The report acknowledges that that religious minorities have been the butt of prejudice and stereotyping. It is important to distinguish between such extremists using religion for political purposes, who are in fact in the minority, and the majority who are practising their religion in accordance with the principles of tolerance and non-discrimination, the report notes.

The UN Special Rapporteur notes the persistence of various types and degrees of religious extremism particularly in Afghanistan, Bangladesh, Indonesia, Niger and Pakistan.

The report notes the persistence of various types and degrees of religious extremism particularly in Afghanistan, Bangladesh, Indonesia, Niger and Pakistan.

Extremism, says the Special Rapporteur, may be inter-religious (directed against religious communities of different faiths); intra-religious (within the same religion and, in particular, between different sects); or even both at once.

The most common victims of religious extremism are minorities (as in Afghanistan, India, Indonesia, Israel, Niger and Pakistan) and women (as in the case of Afghanistan).

"Women are the prime target of the evil known as religious extremism," the study adds. Traditions attributable to religion are very often an obstacle to the implementation of legislation that treats women more fairly.

Most of the discrimination against women is derived from the requirement that women receive the authorisation of men to obtain a passport or to travel abroad (as in Gabon, Kuwait, Saudi Arabia and Yemen).

According to Amor's report, even national legislation in some countries favour men against women, as in divorce proceedings (in Bangladesh, Brunei,), custody of children (Brunei) and in testimony, where the evidence of one man is equivalent to that of two women (Kuwait and Saudi Arabia).

Legislation may also require that women be dressed in a certain way. "The most manifest and insidious case in which women are totally deprived of their rights results from legislation which recognises the transmission of citizenship to children only through the male line," Amor says.

Despite some limited progress in matters of freedom of religion and belief, especially since the end of the Cold War 10 years ago, the Special Rapporteur says that, not only do manifestations of intolerance and discrimination based on religion and belief persist but religious extremism also is on the rise.

Addressing delegates last October, the Special Rapporteur said that "a strategy of prevention" is urgently needed to curb religious intolerance. This strategy should focus on education and dialogue as the only way to eradicate intolerance is to change people's mindset, according to Amor.

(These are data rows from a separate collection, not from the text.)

//! Statement validators.
//!
//! The Postgres family is checked on libpg_query's parse tree; every other
//! dialect goes through the token-stream survey. Both paths aggregate: a
//! statement reports every problem found, in source order, and nested
//! queries append their findings to their parent's.

use serde::{Deserialize, Serialize};
use std::time::Instant;

use crate::dialect::Dialect;
use crate::error::ValidationError;
use crate::report::ValidationReport;
use crate::resolve::{TextTargets, resolve_output_columns};
use crate::schema::{NormalizedSchema, Schema};
use crate::scope::{Scope, WhereScope};
use crate::survey::{IdentifierSet, SurveyedQuery, survey};

/// Type of SQL statement.
#[derive(Debug, Clone, Copy, PartialEq, Eq, Hash, Serialize, Deserialize)]
#[serde(rename_all = "snake_case")]
pub enum StatementKind {
    Select,
    Insert,
    Update,
    Delete,
    Other,
}

#[derive(Debug, Clone, Copy, Default, PartialEq, Eq, Serialize, Deserialize)]
pub struct ValidateOptions {
    #[serde(default)]
    pub where_scope: WhereScope,
}

impl ValidateOptions {
    pub fn with_where_scope(mut self, where_scope: WhereScope) -> Self {
        self.where_scope = where_scope;
        self
    }
}

/// Validate `sql` against `schema` with default options.
///
/// # Example
/// ```
/// use sqlscope::{Dialect, Schema, validate};
///
/// let schema = Schema::new().with_table("users", ["id", "name"]);
/// assert!(validate("SELECT id FROM users", &schema, Dialect::PlPgSql).is_valid());
/// assert!(!validate("SELECT age FROM users", &schema, Dialect::MySql).is_valid());
/// ```
pub fn validate(sql: &str, schema: &Schema, dialect: Dialect) -> ValidationReport {
    validate_with(sql, schema, dialect, &ValidateOptions::default())
}

pub fn validate_with(
    sql: &str,
    schema: &Schema,
    dialect: Dialect,
    options: &ValidateOptions,
) -> ValidationReport {
    validate_normalized(sql, &NormalizedSchema::new(schema), dialect, options)
}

Prevention efforts should begin with children, he says. The school curricula in some countries contained "a virtual hymn to intolerance" by not mentioning other religions, or by presenting the country's own religion as the only one.

Amor told delegates that dialogue was the second critical factor in inculcating tolerance and, in the light of that, he believed his mandate as Special Rapporteur should be changed to focus not on "intolerance" but rather on "freedom of religion and opinion". ?

*What do you think  ?*


----------